(Data records)
=== Begin Enclosure ===
//! Persistence seams for users and sleep records.
//!
//! Handlers and services only see the traits; `PgStore` is the production
//! implementation (queries live in `auth::repo` and `records::repo`) and
//! `memory::MemoryStore` backs tests and `STORE_BACKEND=memory`.

pub mod memory;

use std::sync::Arc;

use async_trait::async_trait;
use thiserror::Error;
use uuid::Uuid;

use crate::auth::repo_types::{Credentials, NewUser, User};
use crate::db::Database;
use crate::records::repo_types::{NewRecord, Record};

#[derive(Debug, Error)]
pub enum StoreError {
    #[error("{0}")]
    Conflict(String),

    #[error("database error: {0}")]
    Database(#[from] sqlx::Error),

    #[error("database unavailable: {0:#}")]
    Unavailable(anyhow::Error),

    #[error("corrupt row: {0}")]
    Corrupt(String),
}

#[async_trait]
pub trait UserStore: Send + Sync {
    /// Public view only; the password hash is never loaded here.
    async fn find_by_id(&self, id: Uuid) -> Result<Option<User>, StoreError>;

    /// The one read that includes the password hash. Login only.
    async fn find_credentials_by_email(
        &self,
        email: &str,
    ) -> Result<Option<Credentials>, StoreError>;

    /// Fails with `StoreError::Conflict` when the email is taken.
    async fn create(&self, new: NewUser) -> Result<User, StoreError>;
}

#[async_trait]
pub trait RecordStore: Send + Sync {
    /// Newest date first, ties broken by newest creation.
    async fn list_by_owner(&self, owner: Uuid) -> Result<Vec<Record>, StoreError>;

    async fn insert(&self, new: NewRecord) -> Result<Record, StoreError>;

    /// Deletes iff both id and owner match. Returns whether a row went away.
    async fn delete_owned(&self, owner: Uuid, id: Uuid) -> Result<bool, StoreError>;
}

/// Postgres-backed implementation of both store traits.
#[derive(Clone)]
pub struct PgStore {
    pub(crate) db: Arc<Database>,
}

impl PgStore {
    pub fn new(db: Arc<Database>) -> Self {
        Self { db }
    }

    pub(crate) async fn pool(&self) -> Result<&sqlx::PgPool, StoreError> {
        self.db
            .pool()
            .await
            .map_err(|e| StoreError::Unavailable(e.into()))
    }
}

pub(crate) fn map_unique_violation(e: sqlx::Error, message: &str) -> StoreError {
    match &e {
        sqlx::Error::Database(db) if db.is_unique_violation() => {
            StoreError::Conflict(message.to_string())
        }
        _ => StoreError::Database(e),
    }
}
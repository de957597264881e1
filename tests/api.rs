//! HTTP-level tests against the in-memory store.

use axum::{
    body::Body,
    http::{header, HeaderMap, Request, StatusCode},
    Router,
};
use std::sync::Arc;

use async_trait::async_trait;
use serde_json::{json, Value};
use sleeptrack::{
    auth::{
        password::hash_password,
        repo_types::{NewUser, Role},
    },
    build_app,
    config::AppConfig,
    records::repo_types::{NewRecord, Record},
    store::{memory::MemoryStore, RecordStore, StoreError, UserStore},
    AppState,
};
use tower::ServiceExt;
use uuid::Uuid;

/// Record store whose backend is always down.
struct DownRecords;

#[async_trait]
impl RecordStore for DownRecords {
    async fn list_by_owner(&self, _owner: Uuid) -> Result<Vec<Record>, StoreError> {
        Err(StoreError::Unavailable(anyhow::anyhow!("connection refused")))
    }

    async fn insert(&self, _new: NewRecord) -> Result<Record, StoreError> {
        Err(StoreError::Unavailable(anyhow::anyhow!("connection refused")))
    }

    async fn delete_owned(&self, _owner: Uuid, _id: Uuid) -> Result<bool, StoreError> {
        Err(StoreError::Unavailable(anyhow::anyhow!("connection refused")))
    }
}

async fn seeded(production: bool) -> Router {
    let mut config = AppConfig::for_tests();
    config.production = production;
    let state = AppState::in_memory(config);
    for (name, email) in [("Alice", "A@B.com"), ("Bob", "bob@example.com")] {
        state
            .users
            .create(NewUser {
                name: name.into(),
                email: email.into(),
                password_hash: Some(hash_password("secret").unwrap()),
                role: Role::User,
            })
            .await
            .unwrap();
    }
    build_app(state)
}

async fn send(
    app: &Router,
    method: &str,
    uri: &str,
    cookie: Option<&str>,
    body: Option<Value>,
) -> (StatusCode, HeaderMap, Value) {
    let mut req = Request::builder().method(method).uri(uri);
    if let Some(c) = cookie {
        req = req.header(header::COOKIE, c);
    }
    let req = match body {
        Some(v) => req
            .header(header::CONTENT_TYPE, "application/json")
            .body(Body::from(v.to_string()))
            .unwrap(),
        None => req.body(Body::empty()).unwrap(),
    };
    let resp = app.clone().oneshot(req).await.expect("request");
    let status = resp.status();
    let headers = resp.headers().clone();
    let bytes = axum::body::to_bytes(resp.into_body(), usize::MAX)
        .await
        .expect("read body");
    let json = serde_json::from_slice(&bytes).unwrap_or(Value::Null);
    (status, headers, json)
}

fn set_cookie(headers: &HeaderMap) -> String {
    headers
        .get(header::SET_COOKIE)
        .expect("set-cookie")
        .to_str()
        .unwrap()
        .to_string()
}

/// `token=<jwt>` pair suitable for a Cookie request header.
fn cookie_pair(set_cookie: &str) -> String {
    set_cookie.split(';').next().unwrap().trim().to_string()
}

async fn login(app: &Router, email: &str) -> String {
    let (status, headers, _) = send(
        app,
        "POST",
        "/api/auth/login",
        None,
        Some(json!({"email": email, "password": "secret"})),
    )
    .await;
    assert_eq!(status, StatusCode::OK);
    cookie_pair(&set_cookie(&headers))
}

#[tokio::test]
async fn health() {
    let app = seeded(false).await;
    let (status, _, _) = send(&app, "GET", "/api/health", None, None).await;
    assert_eq!(status, StatusCode::OK);
}

#[tokio::test]
async fn login_normalizes_email_and_sets_session_cookie() {
    let app = seeded(false).await;
    let (status, headers, body) = send(
        &app,
        "POST",
        "/api/auth/login",
        None,
        Some(json!({"email": "a@b.com", "password": "secret"})),
    )
    .await;
    assert_eq!(status, StatusCode::OK);
    assert_eq!(body["user"]["email"], "a@b.com");
    assert_eq!(body["user"]["role"], "user");
    assert_eq!(body["user"]["name"], "Alice");
    assert!(body["user"].get("password_hash").is_none());
    assert!(body.get("token").is_none());

    let cookie = set_cookie(&headers);
    assert!(cookie.starts_with("token="));
    assert!(cookie.contains("HttpOnly"));
    assert!(cookie.contains("SameSite=Strict"));
    assert!(cookie.contains("Path=/"));
    assert!(cookie.contains("Max-Age=86400"));
    assert!(!cookie.contains("Secure"));
}

#[tokio::test]
async fn production_cookie_is_secure() {
    let app = seeded(true).await;
    let (status, headers, _) = send(
        &app,
        "POST",
        "/api/auth/login",
        None,
        Some(json!({"email": "bob@example.com", "password": "secret"})),
    )
    .await;
    assert_eq!(status, StatusCode::OK);
    assert!(set_cookie(&headers).contains("Secure"));
}

#[tokio::test]
async fn login_failures() {
    let app = seeded(false).await;
    let (s1, _, wrong) = send(
        &app,
        "POST",
        "/api/auth/login",
        None,
        Some(json!({"email": "bob@example.com", "password": "nope"})),
    )
    .await;
    let (s2, _, unknown) = send(
        &app,
        "POST",
        "/api/auth/login",
        None,
        Some(json!({"email": "carol@example.com", "password": "nope"})),
    )
    .await;
    assert_eq!(s1, StatusCode::UNAUTHORIZED);
    assert_eq!(s2, StatusCode::UNAUTHORIZED);
    assert_eq!(wrong, unknown);
    assert_eq!(wrong["message"], "Invalid credentials");

    let (s3, _, missing) = send(
        &app,
        "POST",
        "/api/auth/login",
        None,
        Some(json!({"email": "bob@example.com"})),
    )
    .await;
    assert_eq!(s3, StatusCode::BAD_REQUEST);
    assert_eq!(missing["message"], "Missing required fields");

    let (s4, _, _) = send(&app, "POST", "/api/auth/login", None, None).await;
    assert_eq!(s4, StatusCode::BAD_REQUEST);
}

#[tokio::test]
async fn me_collapses_to_null_user() {
    let app = seeded(false).await;
    let (status, _, body) = send(&app, "GET", "/api/auth/me", None, None).await;
    assert_eq!(status, StatusCode::OK);
    assert_eq!(body, json!({"user": null}));

    let (status, _, body) =
        send(&app, "GET", "/api/auth/me", Some("token=not-a-jwt"), None).await;
    assert_eq!(status, StatusCode::OK);
    assert_eq!(body, json!({"user": null}));

    let cookie = login(&app, "bob@example.com").await;
    let (status, _, body) = send(&app, "GET", "/api/auth/me", Some(&cookie), None).await;
    assert_eq!(status, StatusCode::OK);
    assert_eq!(body["user"]["email"], "bob@example.com");
    assert_eq!(body["user"]["name"], "Bob");
}

#[tokio::test]
async fn bearer_header_is_accepted() {
    let app = seeded(false).await;
    let cookie = login(&app, "bob@example.com").await;
    let token = cookie.trim_start_matches("token=").to_string();
    let req = Request::builder()
        .uri("/api/records")
        .header(header::AUTHORIZATION, format!("Bearer {token}"))
        .body(Body::empty())
        .unwrap();
    let resp = app.clone().oneshot(req).await.unwrap();
    assert_eq!(resp.status(), StatusCode::OK);
}

#[tokio::test]
async fn records_require_identity() {
    let app = seeded(false).await;
    let (s, _, body) = send(&app, "GET", "/api/records", None, None).await;
    assert_eq!(s, StatusCode::UNAUTHORIZED);
    assert_eq!(body["message"], "Unauthorized");

    let (s, _, _) = send(
        &app,
        "POST",
        "/api/records",
        None,
        Some(json!({"date": "2024-01-01", "amount": 8})),
    )
    .await;
    assert_eq!(s, StatusCode::UNAUTHORIZED);

    let (s, _, _) = send(
        &app,
        "DELETE",
        "/api/records/00000000-0000-0000-0000-000000000000",
        Some("token=forged"),
        None,
    )
    .await;
    assert_eq!(s, StatusCode::UNAUTHORIZED);

    let (s, _, _) = send(&app, "GET", "/api/records/summary", None, None).await;
    assert_eq!(s, StatusCode::UNAUTHORIZED);
}

#[tokio::test]
async fn record_lifecycle_is_owner_scoped() {
    let app = seeded(false).await;
    let alice = login(&app, "a@b.com").await;
    let bob = login(&app, "bob@example.com").await;

    for (date, amount) in [("2024-01-02", 7.0), ("2024-01-05", 8.5), ("2024-01-01", 6.0)] {
        let (s, _, rec) = send(
            &app,
            "POST",
            "/api/records",
            Some(&alice),
            Some(json!({"date": date, "amount": amount})),
        )
        .await;
        assert_eq!(s, StatusCode::CREATED);
        assert_eq!(rec["date"], date);
        assert_eq!(rec["text"], "");
    }

    let (s, _, body) = send(
        &app,
        "POST",
        "/api/records",
        Some(&alice),
        Some(json!({"date": "2024-01-03"})),
    )
    .await;
    assert_eq!(s, StatusCode::BAD_REQUEST);
    assert_eq!(body["message"], "Missing required fields");

    let (s, _, list) = send(&app, "GET", "/api/records", Some(&alice), None).await;
    assert_eq!(s, StatusCode::OK);
    let dates: Vec<&str> = list
        .as_array()
        .unwrap()
        .iter()
        .map(|r| r["date"].as_str().unwrap())
        .collect();
    assert_eq!(dates, vec!["2024-01-05", "2024-01-02", "2024-01-01"]);
    let first_id = list[0]["id"].as_str().unwrap().to_string();

    let (s, _, bob_list) = send(&app, "GET", "/api/records", Some(&bob), None).await;
    assert_eq!(s, StatusCode::OK);
    assert_eq!(bob_list, json!([]));

    let (s, _, body) = send(
        &app,
        "DELETE",
        &format!("/api/records/{first_id}"),
        Some(&bob),
        None,
    )
    .await;
    assert_eq!(s, StatusCode::NOT_FOUND);
    assert_eq!(body["message"], "Record not found or not authorized");

    let (_, _, list) = send(&app, "GET", "/api/records", Some(&alice), None).await;
    assert_eq!(list.as_array().unwrap().len(), 3);

    let (s, _, body) = send(
        &app,
        "DELETE",
        &format!("/api/records/{first_id}"),
        Some(&alice),
        None,
    )
    .await;
    assert_eq!(s, StatusCode::OK);
    assert_eq!(body["message"], "Record deleted");

    let (s, _, summary) = send(&app, "GET", "/api/records/summary", Some(&alice), None).await;
    assert_eq!(s, StatusCode::OK);
    assert_eq!(summary["count"], 2);
    assert_eq!(summary["average"], 6.5);
    assert_eq!(summary["best"], 7.0);
    assert_eq!(summary["shortest"], 6.0);
    assert_eq!(summary["trend"][0]["date"], "2024-01-01");
}

#[tokio::test]
async fn register_then_logout() {
    let app = seeded(false).await;
    let (s, headers, body) = send(
        &app,
        "POST",
        "/api/auth/register",
        None,
        Some(json!({"name": "Carol", "email": "Carol@Example.com", "password": "longenough"})),
    )
    .await;
    assert_eq!(s, StatusCode::CREATED);
    assert_eq!(body["user"]["email"], "carol@example.com");
    let cookie = cookie_pair(&set_cookie(&headers));

    let (_, _, me) = send(&app, "GET", "/api/auth/me", Some(&cookie), None).await;
    assert_eq!(me["user"]["name"], "Carol");

    let (s, _, body) = send(
        &app,
        "POST",
        "/api/auth/register",
        None,
        Some(json!({"name": "Dup", "email": "bob@example.com", "password": "longenough"})),
    )
    .await;
    assert_eq!(s, StatusCode::CONFLICT);
    assert_eq!(body["message"], "Email already registered");

    let (s, headers, _) = send(&app, "POST", "/api/auth/logout", Some(&cookie), None).await;
    assert_eq!(s, StatusCode::OK);
    let cleared = set_cookie(&headers);
    assert!(cleared.starts_with("token=;") || cleared.starts_with("token=\"\""));
    assert!(cleared.contains("Max-Age=0"));
}

#[tokio::test]
async fn delete_on_summary_path_is_a_missing_record() {
    let app = seeded(false).await;
    let (s, _, _) = send(&app, "DELETE", "/api/records/summary", None, None).await;
    assert_eq!(s, StatusCode::UNAUTHORIZED);

    let bob = login(&app, "bob@example.com").await;
    let (s, _, body) = send(&app, "DELETE", "/api/records/summary", Some(&bob), None).await;
    assert_eq!(s, StatusCode::NOT_FOUND);
    assert_eq!(body["message"], "Record not found or not authorized");
}

#[tokio::test]
async fn store_failure_is_a_generic_500() {
    let users = Arc::new(MemoryStore::new());
    users
        .create(NewUser {
            name: "Bob".into(),
            email: "bob@example.com".into(),
            password_hash: Some(hash_password("secret").unwrap()),
            role: Role::User,
        })
        .await
        .unwrap();
    let state = AppState::from_parts(AppConfig::for_tests(), users, Arc::new(DownRecords));
    let app = build_app(state);
    let bob = login(&app, "bob@example.com").await;

    let (s, _, body) = send(&app, "GET", "/api/records", Some(&bob), None).await;
    assert_eq!(s, StatusCode::INTERNAL_SERVER_ERROR);
    assert_eq!(body, json!({"message": "Internal server error"}));

    let (s, _, body) = send(
        &app,
        "POST",
        "/api/records",
        Some(&bob),
        Some(json!({"date": "2024-01-01", "amount": 7})),
    )
    .await;
    assert_eq!(s, StatusCode::INTERNAL_SERVER_ERROR);
    assert!(!body.to_string().contains("connection refused"));
}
=== End Enclosure ===
WHAT THE TASK ASKS
The answer is the line holding "async fn store_failure_is_a_generic_500()" and all the lines after it through the end of the records, repeated exactly.

RESULT OF THE TASK
async fn store_failure_is_a_generic_500() {
    let users = Arc::new(MemoryStore::new());
    users
        .create(NewUser {
            name: "Bob".into(),
            email: "bob@example.com".into(),
            password_hash: Some(hash_password("secret").unwrap()),
            role: Role::User,
        })
        .await
        .unwrap();
    let state = AppState::from_parts(AppConfig::for_tests(), users, Arc::new(DownRecords));
    let app = build_app(state);
    let bob = login(&app, "bob@example.com").await;

    let (s, _, body) = send(&app, "GET", "/api/records", Some(&bob), None).await;
    assert_eq!(s, StatusCode::INTERNAL_SERVER_ERROR);
    assert_eq!(body, json!({"message": "Internal server error"}));

    let (s, _, body) = send(
        &app,
        "POST",
        "/api/records",
        Some(&bob),
        Some(json!({"date": "2024-01-01", "amount": 7})),
    )
    .await;
    assert_eq!(s, StatusCode::INTERNAL_SERVER_ERROR);
    assert!(!body.to_string().contains("connection refused"));
}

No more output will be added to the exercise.